Though the commissioner was offered qualified support hissed through gritted teeth by Mr Kenny and Justice Minister Frances Fitzgerald, Fianna Fáil’s justice spokesman Jim O’Callaghan, unburdened by the prospect of having to make a decisive intervention, better reflected the gravity of the situation. He described the statement as “completely unsatisfactory” and said that his party could no longer express confidence in Ms O’Sullivan.
Just a year after Ms O’Sullivan succeeded Mr Callinan, in March 2014, the Central Statistics Office declined to publish Garda crime figures because they judged them unreliable. The CSO found that detection rates were exaggerated and that the classification of crimes was at best creative if not deliberately inaccurate, so last week’s revelations are more part of a pattern than an exception. But what to do? What is the honest, practical response? The Government must, rightly, balk at the prospect of losing a second commissioner so very quickly. Its credibility and judgement would be questioned. An Garda Síochána’s moral authority and morale would suffer another blow, one it can scarcely afford.

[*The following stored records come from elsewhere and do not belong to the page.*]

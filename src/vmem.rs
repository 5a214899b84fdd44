//! Kernel virtual address allocator.
//!
//! A boundary-tag interval allocator: free spans are kept coalesced and
//! indexed by start address, allocations are tracked so that a free can be
//! validated against its original span. Allocation policy is best-fit and
//! the quantum is PAGESIZE.

use alloc::collections::BTreeMap;

use spinning_top::Spinlock;

use crate::config::PAGE_SIZE;
use crate::{Errno, Result, Vaddr};

pub struct Vmem {
    name: &'static str,
    quantum: usize,
    /// Coalesced free spans, start -> length.
    free: BTreeMap<usize, usize>,
    /// Live allocations, start -> length.
    busy: BTreeMap<usize, usize>,
}

impl Vmem {
    pub const fn new(name: &'static str, quantum: usize) -> Self {
        Vmem { name, quantum, free: BTreeMap::new(), busy: BTreeMap::new() }
    }

    fn roundup(&self, size: usize) -> usize {
        (size + self.quantum - 1) & !(self.quantum - 1)
    }

    /// Donate the span `[addr, addr + size)` to the arena.
    pub fn add(&mut self, addr: Vaddr, size: usize) {
        assert!(size > 0 && addr % self.quantum == 0 && size % self.quantum == 0);
        self.insert_free(addr, size);
    }

    /// Allocate `size` bytes (rounded up to the quantum) from the smallest
    /// free span that fits.
    pub fn alloc(&mut self, size: usize) -> Result<Vaddr> {
        let size = self.roundup(size);
        if size == 0 {
            return Err(Errno::Inval);
        }
        let (&start, &len) = self
            .free
            .iter()
            .filter(|&(_, &len)| len >= size)
            .min_by_key(|&(_, &len)| len)
            .ok_or(Errno::NoMem)?;
        self.free.remove(&start);
        if len > size {
            self.free.insert(start + size, len - size);
        }
        self.busy.insert(start, size);
        Ok(start)
    }

    /// Return `[addr, addr + size)` to the arena. The span must exactly match
    /// a previous allocation.
    pub fn free(&mut self, addr: Vaddr, size: usize) {
        let size = self.roundup(size);
        match self.busy.remove(&addr) {
            Some(len) if len == size => self.insert_free(addr, size),
            Some(len) => panic!("vmem {}: freeing {:#x} with size {} != {}", self.name, addr, size, len),
            None => panic!("vmem {}: freeing unallocated span {:#x}", self.name, addr),
        }
    }

    fn insert_free(&mut self, mut addr: Vaddr, mut size: usize) {
        // Merge with the preceding span if adjacent.
        if let Some((&prev, &prev_len)) = self.free.range(..addr).next_back()
            && prev + prev_len == addr
        {
            self.free.remove(&prev);
            addr = prev;
            size += prev_len;
        }
        // Merge with the following span if adjacent.
        if let Some((&next, &next_len)) = self.free.range(addr + size..).next()
            && addr + size == next
        {
            self.free.remove(&next);
            size += next_len;
        }
        self.free.insert(addr, size);
    }

    /// Total bytes currently free.
    pub fn free_bytes(&self) -> usize {
        self.free.values().sum()
    }
}

static KVSPACE: Spinlock<Vmem> = Spinlock::new(Vmem::new("kvspace", PAGE_SIZE));

/// Donate a span of kernel virtual addresses to the global arena.
pub fn vmem_add(addr: Vaddr, size: usize) {
    KVSPACE.lock().add(addr, size);
}

/// Allocate kernel virtual addresses; `*addrp` receives the start.
pub fn vmem_alloc(size: usize, addrp: &mut Vaddr) -> Result<()> {
    *addrp = KVSPACE.lock().alloc(size)?;
    Ok(())
}

/// Return a kernel virtual address span.
pub fn vmem_free(addr: Vaddr, size: usize) {
    KVSPACE.lock().free(addr, size);
}

#[cfg(test)]
mod tests {
    use super::*;

    #[test]
    fn best_fit_prefers_the_tightest_span() {
        let mut vm = Vmem::new("test", PAGE_SIZE);
        vm.add(0x10000, 8 * PAGE_SIZE);
        vm.add(0x40000, 2 * PAGE_SIZE);
        // The 2-page span is the tightest fit for a 2-page request.
        assert_eq!(vm.alloc(2 * PAGE_SIZE).unwrap(), 0x40000);
        assert_eq!(vm.alloc(2 * PAGE_SIZE).unwrap(), 0x10000);
    }

    #[test]
    fn sizes_round_up_to_the_quantum() {
        let mut vm = Vmem::new("test", PAGE_SIZE);
        vm.add(0x10000, 4 * PAGE_SIZE);
        let a = vm.alloc(1).unwrap();
        let b = vm.alloc(PAGE_SIZE + 1).unwrap();
        assert_eq!(b - a, PAGE_SIZE);
        vm.free(a, 1);
        vm.free(b, PAGE_SIZE + 1);
        assert_eq!(vm.free_bytes(), 4 * PAGE_SIZE);
    }

    #[test]
    fn freed_neighbours_coalesce() {
        let mut vm = Vmem::new("test", PAGE_SIZE);
        vm.add(0x10000, 4 * PAGE_SIZE);
        let a = vm.alloc(PAGE_SIZE).unwrap();
        let b = vm.alloc(PAGE_SIZE).unwrap();
        let c = vm.alloc(2 * PAGE_SIZE).unwrap();
        vm.free(a, PAGE_SIZE);
        vm.free(c, 2 * PAGE_SIZE);
        vm.free(b, PAGE_SIZE);
        // Everything merged back: a single span serves the full arena.
        assert_eq!(vm.alloc(4 * PAGE_SIZE).unwrap(), 0x10000);
    }

    #[test]
    fn exhaustion_reports_enomem() {
        let mut vm = Vmem::new("test", PAGE_SIZE);
        vm.add(0x10000, PAGE_SIZE);
        assert_eq!(vm.alloc(2 * PAGE_SIZE), Err(Errno::NoMem));
    }
}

Maybe it’s time to ask if the culture so alive in our police force mirrors a wider ambivalence, a society-wide flexibility around the standards or professionalism all admirable and functioning societies are built on? A refusal by bus drivers to use fuel-saving technology, this week’s HSE scandal or any one of a myriad private sector swizzes may not seem as seditious as making up crime statistics but they all feed into the same socially destructive narrative.
Noírín O’Sullivan may or may not be commissioner when Enda Kenny quits — plenty of latitude there — but it is delusional to imagine that removing a figurehead will change a society’s or an organisation’s culture. That requires something far more fundamental. Maybe it’s time we all asked ourselves if we are really as blameless as we might like to think we are in this cycle of despair and destruction.